The last of the Gomphotheres

Earliest humans in North America hunted now-extinct elephant-like creatures, say University of Arizona and Tübingen researchers

An international research team including Tübingen archaeologist Dr. Susan Mentzer has published the results of archaeological excavations in northwestern Mexico. The study, which was released this week in the Proceedings of the National Academy of Sciences, describes a site called El Fin del Mundo (“the end of the world” in Spanish), an ancient swamp containing the remains of two gomphotheres in association with stone tools attributed to the Clovis culture – that of the first humans in the Americas.

These results are significant because gomphotheres – extinct cousins of mammoths and mastodons – were previously believed to have disappeared from North America long before humans ever arrived.

In addition, the association between the gomphothere remains and archaeological materials suggests that these large, elephant-like mammals were on the list of prey for some of North America's earliest human inhabitants. Although humans were known to have hunted gomphotheres in Central and South America, this is the first time a human-gomphothere connection has been made in North America.
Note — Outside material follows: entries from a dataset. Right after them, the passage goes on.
pub mod cli;
pub mod client;
pub mod commands;
pub mod config;
pub mod error;
pub mod export;
pub mod extractor;
pub mod limiter;
pub mod logging;
pub mod models;
pub mod orchestrator;
pub mod retry;
pub mod session;
pub mod strategy;
pub mod transport;

pub use cli::{Cli, Command};
pub use client::CtfClient;
pub use config::{EngagementSettings, RaiderConfig};
pub use error::{RaiderError, Result, TransportError};
pub use extractor::{FlagExtractor, FlagMatch, DEFAULT_FLAG_PATTERN};
pub use limiter::{RateLimiter, RateToken};
pub use orchestrator::{AttackOrchestrator, SweepMode};
pub use retry::{call_with_retry, AttemptState, FatalCause, RetryConfig, RetryPolicy};
pub use session::{ConversationSession, SessionContext};
pub use strategy::{Outgoing, StrategyKind, StrategySelector};
pub use transport::Transport;
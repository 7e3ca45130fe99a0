//! Turn model for exchanges with a target.
//!
//! A turn is one sent message and the reply it produced. Turns live in a
//! [`TurnLog`], which only ever grows.

use chrono::{DateTime, Utc};
use serde::{Deserialize, Serialize};
use std::ops::Deref;

use crate::strategy::StrategyKind;

/// One completed exchange (message/response pair).
#[derive(Debug, Clone, Serialize, Deserialize, PartialEq)]
#[serde(rename_all = "camelCase")]
pub struct Turn {
    /// Turn number within the session (1-indexed)
    pub turn_number: u32,
    /// Strategy that produced the message
    pub strategy: StrategyKind,
    /// Message sent to the target
    pub message: String,
    /// Target's reply
    pub response: String,
    /// When the reply was received
    pub timestamp: DateTime<Utc>,
}

/// Truncate at a char boundary, appending "..." when shortened.
pub fn preview(s: &str, max_chars: usize) -> String {
    if s.chars().count() > max_chars {
        let head: String = s.chars().take(max_chars.saturating_sub(3)).collect();
        format!("{}...", head)
    } else {
        s.to_string()
    }
}

/// Append-only conversation history.
///
/// Derefs to `[Turn]` for reading; the only mutation is [`TurnLog::append`].
#[derive(Debug, Clone, Default, Serialize, Deserialize, PartialEq)]
#[serde(transparent)]
pub struct TurnLog(Vec<Turn>);

impl TurnLog {
    pub fn new() -> Self {
        Self::default()
    }

    /// Record a completed exchange and return the stored turn.
    pub fn append(
        &mut self,
        strategy: StrategyKind,
        message: String,
        response: String,
    ) -> &Turn {
        let turn = Turn {
            turn_number: self.0.len() as u32 + 1,
            strategy,
            message,
            response,
            timestamp: Utc::now(),
        };
        self.0.push(turn);
        &self.0[self.0.len() - 1]
    }

    pub fn last(&self) -> Option<&Turn> {
        self.0.last()
    }

    pub fn into_vec(self) -> Vec<Turn> {
        self.0
    }
}

impl Deref for TurnLog {
    type Target = [Turn];

    fn deref(&self) -> &[Turn] {
        &self.0
    }
}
"This is the first archeological gomphothere found in North America, and it's the only one known," said Dr. Vance Holliday, a professor of anthropology and geology at the University of Arizona and co-director of the excavations.
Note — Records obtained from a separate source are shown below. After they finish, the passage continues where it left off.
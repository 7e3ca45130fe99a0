//! Target model: one remote team endpoint and its attack status.

use serde::{Deserialize, Serialize};
use std::str::FromStr;

use crate::error::RaiderError;

// ============================================================================
// TargetStatus
// ============================================================================

/// Status of a target
#[derive(Debug, Clone, Copy, PartialEq, Eq, Hash, Serialize, Deserialize)]
#[serde(rename_all = "snake_case")]
pub enum TargetStatus {
    Pending,
    InProgress,
    Succeeded,
    Failed,
    Exhausted,
}

impl TargetStatus {
    pub fn as_str(&self) -> &'static str {
        match self {
            Self::Pending => "pending",
            Self::InProgress => "in_progress",
            Self::Succeeded => "succeeded",
            Self::Failed => "failed",
            Self::Exhausted => "exhausted",
        }
    }

    /// Terminal statuses never transition again.
    pub fn is_terminal(&self) -> bool {
        matches!(self, Self::Succeeded | Self::Failed | Self::Exhausted)
    }
}

impl FromStr for TargetStatus {
    type Err = RaiderError;

    fn from_str(s: &str) -> Result<Self, Self::Err> {
        match s.to_lowercase().as_str() {
            "pending" => Ok(Self::Pending),
            "in_progress" => Ok(Self::InProgress),
            "succeeded" => Ok(Self::Succeeded),
            "failed" => Ok(Self::Failed),
            "exhausted" => Ok(Self::Exhausted),
            _ => Err(RaiderError::InvalidStatus(s.to_string())),
        }
    }
}

impl Default for TargetStatus {
    fn default() -> Self {
        Self::Pending
    }
}

// ============================================================================
// Target
// ============================================================================

/// Per-target overrides of the engagement limits
#[derive(Debug, Clone, Copy, Default, PartialEq, Eq, Serialize, Deserialize)]
#[serde(rename_all = "camelCase")]
pub struct TargetOverrides {
    #[serde(default, skip_serializing_if = "Option::is_none")]
    pub max_retries: Option<u32>,
    #[serde(default, skip_serializing_if = "Option::is_none")]
    pub max_turns: Option<u32>,
}

/// A remote team to attack
#[derive(Debug, Clone, PartialEq, Eq, Serialize, Deserialize)]
#[serde(rename_all = "camelCase")]
pub struct Target {
    /// Stable identifier used for selection
    pub id: String,
    /// Human-readable name (team or player names)
    pub name: String,
    /// Endpoint reference handed to the transport as-is
    pub endpoint: String,
    #[serde(default)]
    pub overrides: TargetOverrides,
}

impl Target {
    /// Target whose endpoint reference is its id
    pub fn new(id: impl Into<String>, name: impl Into<String>) -> Self {
        let id = id.into();
        Self {
            endpoint: id.clone(),
            id,
            name: name.into(),
            overrides: TargetOverrides::default(),
        }
    }

    pub fn with_endpoint(mut self, endpoint: impl Into<String>) -> Self {
        self.endpoint = endpoint.into();
        self
    }

    pub fn with_overrides(mut self, overrides: TargetOverrides) -> Self {
        self.overrides = overrides;
        self
    }

    /// First eight characters of the id, for log lines.
    pub fn short_id(&self) -> &str {
        match self.id.char_indices().nth(8) {
            Some((idx, _)) => &self.id[..idx],
            None => &self.id,
        }
    }
}

// ============================================================================
// Tests
// ============================================================================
Holliday and colleagues from the U.S., Mexico and Germany began excavating the skeletal remains of two juvenile gomphotheres after ranchers alerted them to the bones' presence in northwestern Sonora, Mexico. The site, which contains several “bone beds” or concentrations of bones of extinct Pleistocene megafauna, is located in a remote area of the Sonoran Desert. On their first visit to the site, the researchers observed several tusks actively eroding into the desert, as well as stone tools that appeared to be associated with concentrations of bones.
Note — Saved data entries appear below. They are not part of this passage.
//! Flag extraction from free-form response text.
//!
//! The grammar is a list of regular expressions combined into a single
//! alternation, so the leftmost candidate in the text always wins regardless
//! of which pattern matched it.

use regex::{Regex, RegexBuilder};

use crate::error::{RaiderError, Result};

/// Default flag grammar: `FLAG{...}` or `CTF{...}` with a bounded body.
pub const DEFAULT_FLAG_PATTERN: &str = r"(?:FLAG|CTF)\{[A-Za-z0-9_\-.!?@#$%&+=:]{1,128}\}";

/// A flag-shaped substring and its byte span.
#[derive(Debug, Clone, PartialEq, Eq)]
pub struct FlagMatch {
    pub value: String,
    pub start: usize,
    pub end: usize,
}

#[derive(Debug, Clone)]
pub struct FlagExtractor {
    regex: Regex,
}

impl FlagExtractor {
    pub fn new(patterns: &[String], case_insensitive: bool) -> Result<Self> {
        if patterns.is_empty() {
            return Err(RaiderError::Config(
                "at least one flag pattern is required".to_string(),
            ));
        }

        // Validate individually so the error names the offending pattern.
        for pattern in patterns {
            Regex::new(pattern)?;
        }

        let combined = patterns
            .iter()
            .map(|p| format!("(?:{})", p))
            .collect::<Vec<_>>()
            .join("|");
        let regex = RegexBuilder::new(&combined)
            .case_insensitive(case_insensitive)
            .build()?;

        Ok(Self { regex })
    }

    /// Leftmost flag in `text`, or `None`.
    pub fn extract(&self, text: &str) -> Option<FlagMatch> {
        self.regex.find(text).map(|m| FlagMatch {
            value: m.as_str().to_string(),
            start: m.start(),
            end: m.end(),
        })
    }

    /// Every non-overlapping candidate, in position order.
    pub fn extract_all(&self, text: &str) -> Vec<String> {
        self.regex
            .find_iter(text)
            .map(|m| m.as_str().to_string())
            .collect()
    }
}

impl Default for FlagExtractor {
    fn default() -> Self {
        Self {
            regex: Regex::new(DEFAULT_FLAG_PATTERN).expect("default flag pattern is valid"),
        }
    }
}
Excavations began in 2007 and continued for several years, uncovering two articulated juvenile gomphothere skeletons, identified as such on the basis of their jaw bones and teeth.

The international research team – which includes Dr. Mentzer, a post-doctoral researcher in the Geoarchaeology Working Group of the Institute for Archaeological Sciences at the University of Tübingen – studied many aspects of the site, including the gomphothere skeletons and other faunal remains, the archaeological materials, the geology, and the ages of the different deposits.

Mentzer’s role on the project was a high-resolution study of the sediments that surrounded the skeletons and archaeological materials. “The sediments indicate that the environment at the site was very different from the dry desert that exists today,” says Mentzer. The gomphothere remains are covered in a layer of diatoms – algae skeletons – which suggests that the site was once covered by water, perhaps a shallow pond or swamp. A seasonal source of water would explain why both large mammals and humans were present at the site.

Gomphotheres were about the same size as modern elephants and had straight tusks. They once were widespread in North and South America, but were thought to have gone extinct in North America long before humans arrived. However, the bones that Holliday and his colleagues uncovered date back 13,400 years, making them the last known gomphotheres in North America.

The excavations also uncovered numerous Clovis artifacts, including signature Clovis projectile points, or spear tips, as well as cutting tools and flint flakes from stone tool making. The Clovis culture is so-named for its distinctive stone tools, first discovered by archaeologists near Clovis, New Mexico, in the 1930s.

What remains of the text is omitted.